§ What to work on: The whole listing below must be repeated exactly.

§ Records supplied:
■ ■ ■ ■ ■ ■ ■
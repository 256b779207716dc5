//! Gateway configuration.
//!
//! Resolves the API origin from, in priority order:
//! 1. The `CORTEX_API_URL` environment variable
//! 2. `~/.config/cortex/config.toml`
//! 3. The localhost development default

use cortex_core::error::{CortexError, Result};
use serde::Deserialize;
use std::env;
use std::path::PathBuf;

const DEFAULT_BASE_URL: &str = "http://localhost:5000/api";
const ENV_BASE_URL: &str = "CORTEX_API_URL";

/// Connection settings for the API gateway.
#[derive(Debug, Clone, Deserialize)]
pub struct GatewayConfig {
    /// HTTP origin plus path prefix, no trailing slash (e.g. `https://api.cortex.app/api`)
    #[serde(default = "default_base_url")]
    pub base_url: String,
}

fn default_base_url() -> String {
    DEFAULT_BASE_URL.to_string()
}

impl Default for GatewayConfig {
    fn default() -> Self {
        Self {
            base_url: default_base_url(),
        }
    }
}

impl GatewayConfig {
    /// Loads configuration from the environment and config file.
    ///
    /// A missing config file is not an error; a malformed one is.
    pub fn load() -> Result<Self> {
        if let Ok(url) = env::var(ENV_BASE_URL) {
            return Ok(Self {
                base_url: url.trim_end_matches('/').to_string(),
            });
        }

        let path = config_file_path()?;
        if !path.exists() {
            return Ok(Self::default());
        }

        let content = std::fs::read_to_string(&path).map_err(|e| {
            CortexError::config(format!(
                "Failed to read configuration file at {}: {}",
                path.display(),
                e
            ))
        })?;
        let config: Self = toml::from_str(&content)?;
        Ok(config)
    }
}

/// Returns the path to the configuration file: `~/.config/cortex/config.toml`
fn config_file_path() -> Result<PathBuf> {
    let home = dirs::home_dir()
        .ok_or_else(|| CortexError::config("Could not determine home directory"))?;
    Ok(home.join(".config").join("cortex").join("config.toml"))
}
■ ■ ■ ■ ■ ■ ■
§ Task response:
repository 256b779207716dc5
//! Gateway configuration.
//!
//! Resolves the API origin from, in priority order:
//! 1. The `CORTEX_API_URL` environment variable
//! 2. `~/.config/cortex/config.toml`
//! 3. The localhost development default

use cortex_core::error::{CortexError, Result};
use serde::Deserialize;
use std::env;
use std::path::PathBuf;

const DEFAULT_BASE_URL: &str = "http://localhost:5000/api";
const ENV_BASE_URL: &str = "CORTEX_API_URL";

/// Connection settings for the API gateway.
#[derive(Debug, Clone, Deserialize)]
pub struct GatewayConfig {
    /// HTTP origin plus path prefix, no trailing slash (e.g. `https://api.cortex.app/api`)
    #[serde(default = "default_base_url")]
    pub base_url: String,
}

fn default_base_url() -> String {
    DEFAULT_BASE_URL.to_string()
}

impl Default for GatewayConfig {
    fn default() -> Self {
        Self {
            base_url: default_base_url(),
        }
    }
}

impl GatewayConfig {
    /// Loads configuration from the environment and config file.
    ///
    /// A missing config file is not an error; a malformed one is.
    pub fn load() -> Result<Self> {
        if let Ok(url) = env::var(ENV_BASE_URL) {
            return Ok(Self {
                base_url: url.trim_end_matches('/').to_string(),
            });
        }

        let path = config_file_path()?;
        if !path.exists() {
            return Ok(Self::default());
        }

        let content = std::fs::read_to_string(&path).map_err(|e| {
            CortexError::config(format!(
                "Failed to read configuration file at {}: {}",
                path.display(),
                e
            ))
        })?;
        let config: Self = toml::from_str(&content)?;
        Ok(config)
    }
}

/// Returns the path to the configuration file: `~/.config/cortex/config.toml`
fn config_file_path() -> Result<PathBuf> {
    let home = dirs::home_dir()
        .ok_or_else(|| CortexError::config("Could not determine home directory"))?;
    Ok(home.join(".config").join("cortex").join("config.toml"))
}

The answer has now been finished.